Novel therapy for allergic disease through gene silencing of CD40 (37.7)

Abstract

Abstract Gene silencing is a potent, selective, and easily-inducible method for specifically blocking expression of desired genes. Gene silencing strategies have been successfully tested in animal models of various diseases. However, the therapeutic potential of gene silencing allergic diseases has not yet been reported. CD40 is an important costimulatory molecule that plays a critical role in immune responses. We attempted to develop a new therapy for allergic diseases through gene silencing using a short hairpin siRNA-expressing vector (shRNA) specific to CD40. The allergic mouse model was made by intraperitoneal immunization with ovalbumin (OVA), followed by intranasal challenges with the same antigen. CD40 shRNA was administered before or after OVA immunization. CD40 shRNA treatment reduced CD40 expression in splenic DC, remarkably reduced nasal allergic symptoms, and decreased nasal eosinophilia.
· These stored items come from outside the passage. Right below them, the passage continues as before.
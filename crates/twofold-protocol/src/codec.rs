//! Codec trait and implementations for serializing wire events.
//!
//! The protocol layer doesn't care how events become bytes — anything
//! implementing [`Codec`] will do. [`JsonCodec`] is the default (and what
//! browser clients speak); a binary codec could be slotted in without
//! touching the layers above.

use serde::{de::DeserializeOwned, Serialize};

use crate::ProtocolError;

/// Converts values to and from bytes.
///
/// `Send + Sync + 'static` because the codec is shared across Tokio
/// tasks for the lifetime of the server.
pub trait Codec: Send + Sync + 'static {
    /// Serializes a value into bytes.
    fn encode<T: Serialize>(&self, value: &T) -> Result<Vec<u8>, ProtocolError>;

    /// Deserializes bytes back into a value.
    fn decode<T: DeserializeOwned>(&self, data: &[u8]) -> Result<T, ProtocolError>;
}

/// A [`Codec`] backed by `serde_json`. Human-readable, so messages can
/// be inspected in browser devtools and test logs.
#[cfg(feature = "json")]
#[derive(Debug, Clone, Copy, Default)]
pub struct JsonCodec;

#[cfg(feature = "json")]
impl Codec for JsonCodec {
    fn encode<T: Serialize>(&self, value: &T) -> Result<Vec<u8>, ProtocolError> {
        serde_json::to_vec(value).map_err(ProtocolError::Encode)
    }

    fn decode<T: DeserializeOwned>(&self, data: &[u8]) -> Result<T, ProtocolError> {
        serde_json::from_slice(data).map_err(ProtocolError::Decode)
    }
}

#[cfg(all(test, feature = "json"))]
mod tests {
    use super::*;
    use crate::ClientEvent;

    #[test]
    fn test_json_codec_round_trip() {
        let codec = JsonCodec;
        let event = ClientEvent::Join {
            username: "ada".into(),
            room: "r1".into(),
        };
        let bytes = codec.encode(&event).unwrap();
        let decoded: ClientEvent = codec.decode(&bytes).unwrap();
        assert_eq!(event, decoded);
    }

    #[test]
    fn test_json_codec_decode_garbage_errors() {
        let codec = JsonCodec;
        let result: Result<ClientEvent, _> = codec.decode(b"not json at all");
        assert!(matches!(result, Err(ProtocolError::Decode(_))));
    }

    #[test]
    fn test_json_codec_decode_wrong_shape_errors() {
        let codec = JsonCodec;
        let result: Result<ClientEvent, _> = codec.decode(br#"{"name": "hello"}"#);
        assert!(result.is_err());
    }
}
The OVA-specific T cell response was inhibited after CD40 shRNA treatment. Additionally, anti-OVA specific IgE was significantly decreased in CD40-shRNA treated mice, as detected by ELISA. The production of IL-4 and IL-5 was suppressed in the CD40-shRNA treated mice. Finally, CD40 shRNA facilitated the generation of regulatory T cells, in particular, the CD4+CD25+Foxp3+ subset of cells. This study, for the first time, has demonstrated a novel therapy for allergic disease through gene silencing.